▶ _Instructions for the task_: Quote the entries below from the line with "filename crates/api/src/app.rs" through the line with "ID to response.", both ends included, and only those lines.
Material to process Start Marker
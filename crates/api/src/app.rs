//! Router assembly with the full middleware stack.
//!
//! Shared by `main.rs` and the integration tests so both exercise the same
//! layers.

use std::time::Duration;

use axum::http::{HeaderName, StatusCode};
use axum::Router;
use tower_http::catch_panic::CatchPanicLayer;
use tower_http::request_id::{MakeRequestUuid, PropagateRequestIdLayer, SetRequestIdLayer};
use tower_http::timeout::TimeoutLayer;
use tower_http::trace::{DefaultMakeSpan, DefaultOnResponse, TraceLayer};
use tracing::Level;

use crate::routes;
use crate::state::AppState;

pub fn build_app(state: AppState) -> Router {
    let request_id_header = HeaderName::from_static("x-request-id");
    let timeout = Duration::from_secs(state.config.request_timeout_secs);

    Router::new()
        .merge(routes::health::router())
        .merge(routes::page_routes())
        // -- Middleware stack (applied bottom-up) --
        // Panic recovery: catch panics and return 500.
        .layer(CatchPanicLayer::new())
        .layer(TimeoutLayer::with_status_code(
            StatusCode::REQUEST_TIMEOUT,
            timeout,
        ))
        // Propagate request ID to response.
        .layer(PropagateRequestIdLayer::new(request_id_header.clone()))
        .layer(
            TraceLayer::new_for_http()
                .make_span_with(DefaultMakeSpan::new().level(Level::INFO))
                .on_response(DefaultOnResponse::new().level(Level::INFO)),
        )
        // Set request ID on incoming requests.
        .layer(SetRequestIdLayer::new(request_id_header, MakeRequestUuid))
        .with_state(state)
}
Material to process End Marker
Material to process Start Marker
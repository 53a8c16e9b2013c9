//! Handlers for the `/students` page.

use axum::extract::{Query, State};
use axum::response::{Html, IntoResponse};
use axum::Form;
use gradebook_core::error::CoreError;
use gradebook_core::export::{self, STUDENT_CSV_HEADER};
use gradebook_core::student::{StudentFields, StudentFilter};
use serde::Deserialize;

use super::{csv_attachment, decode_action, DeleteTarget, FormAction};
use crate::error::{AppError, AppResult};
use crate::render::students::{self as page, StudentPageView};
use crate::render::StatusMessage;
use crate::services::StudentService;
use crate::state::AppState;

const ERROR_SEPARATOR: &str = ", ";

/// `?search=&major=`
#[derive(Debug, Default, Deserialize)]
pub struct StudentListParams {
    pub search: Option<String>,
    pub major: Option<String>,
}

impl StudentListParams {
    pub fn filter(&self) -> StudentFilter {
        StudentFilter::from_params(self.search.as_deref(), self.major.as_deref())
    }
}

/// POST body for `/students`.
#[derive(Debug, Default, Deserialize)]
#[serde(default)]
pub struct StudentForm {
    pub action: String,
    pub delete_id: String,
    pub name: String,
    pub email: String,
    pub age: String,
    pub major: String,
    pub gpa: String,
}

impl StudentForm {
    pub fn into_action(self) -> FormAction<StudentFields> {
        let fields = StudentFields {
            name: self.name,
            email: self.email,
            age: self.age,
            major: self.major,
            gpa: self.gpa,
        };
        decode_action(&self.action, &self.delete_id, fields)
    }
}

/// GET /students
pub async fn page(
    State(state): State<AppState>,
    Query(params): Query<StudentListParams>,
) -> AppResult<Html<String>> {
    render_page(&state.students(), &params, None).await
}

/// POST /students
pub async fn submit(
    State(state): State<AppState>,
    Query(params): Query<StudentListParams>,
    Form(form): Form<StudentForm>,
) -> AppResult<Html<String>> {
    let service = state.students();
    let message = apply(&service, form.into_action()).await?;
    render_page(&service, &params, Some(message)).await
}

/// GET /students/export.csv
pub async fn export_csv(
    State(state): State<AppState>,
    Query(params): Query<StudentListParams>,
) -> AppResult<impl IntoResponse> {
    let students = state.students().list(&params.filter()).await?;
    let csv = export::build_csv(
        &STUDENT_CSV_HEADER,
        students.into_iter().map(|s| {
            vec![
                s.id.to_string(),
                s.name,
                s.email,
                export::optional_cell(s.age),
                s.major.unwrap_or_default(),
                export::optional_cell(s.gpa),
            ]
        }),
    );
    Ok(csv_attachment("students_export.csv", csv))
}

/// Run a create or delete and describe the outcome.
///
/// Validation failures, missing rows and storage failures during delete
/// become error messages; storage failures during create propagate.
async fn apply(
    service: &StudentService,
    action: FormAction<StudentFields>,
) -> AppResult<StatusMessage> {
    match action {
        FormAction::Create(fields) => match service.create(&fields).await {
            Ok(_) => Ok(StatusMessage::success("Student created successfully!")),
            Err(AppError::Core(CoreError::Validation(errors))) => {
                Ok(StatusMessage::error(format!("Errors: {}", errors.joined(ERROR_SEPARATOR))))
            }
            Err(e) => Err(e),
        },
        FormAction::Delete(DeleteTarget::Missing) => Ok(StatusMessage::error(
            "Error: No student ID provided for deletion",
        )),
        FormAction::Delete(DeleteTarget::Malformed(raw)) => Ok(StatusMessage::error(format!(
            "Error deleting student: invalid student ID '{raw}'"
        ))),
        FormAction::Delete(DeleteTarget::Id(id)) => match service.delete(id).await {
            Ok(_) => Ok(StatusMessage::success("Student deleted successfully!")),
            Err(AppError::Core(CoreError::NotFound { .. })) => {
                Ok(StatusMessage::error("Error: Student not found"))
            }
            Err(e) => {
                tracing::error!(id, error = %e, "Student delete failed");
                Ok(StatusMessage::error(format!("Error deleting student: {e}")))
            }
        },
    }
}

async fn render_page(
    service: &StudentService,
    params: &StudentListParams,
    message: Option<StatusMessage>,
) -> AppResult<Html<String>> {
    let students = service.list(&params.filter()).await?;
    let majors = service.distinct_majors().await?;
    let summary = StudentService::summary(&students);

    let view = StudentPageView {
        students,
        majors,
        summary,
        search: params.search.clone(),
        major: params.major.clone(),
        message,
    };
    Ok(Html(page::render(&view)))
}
Material to process End Marker
▶ _Written solution_:
filename crates/api/src/app.rs
//! Router assembly with the full middleware stack.
//!
//! Shared by `main.rs` and the integration tests so both exercise the same
//! layers.

use std::time::Duration;

use axum::http::{HeaderName, StatusCode};
use axum::Router;
use tower_http::catch_panic::CatchPanicLayer;
use tower_http::request_id::{MakeRequestUuid, PropagateRequestIdLayer, SetRequestIdLayer};
use tower_http::timeout::TimeoutLayer;
use tower_http::trace::{DefaultMakeSpan, DefaultOnResponse, TraceLayer};
use tracing::Level;

use crate::routes;
use crate::state::AppState;

pub fn build_app(state: AppState) -> Router {
    let request_id_header = HeaderName::from_static("x-request-id");
    let timeout = Duration::from_secs(state.config.request_timeout_secs);

    Router::new()
        .merge(routes::health::router())
        .merge(routes::page_routes())
        // -- Middleware stack (applied bottom-up) --
        // Panic recovery: catch panics and return 500.
        .layer(CatchPanicLayer::new())
        .layer(TimeoutLayer::with_status_code(
            StatusCode::REQUEST_TIMEOUT,
            timeout,
        ))
        // Propagate request ID to response.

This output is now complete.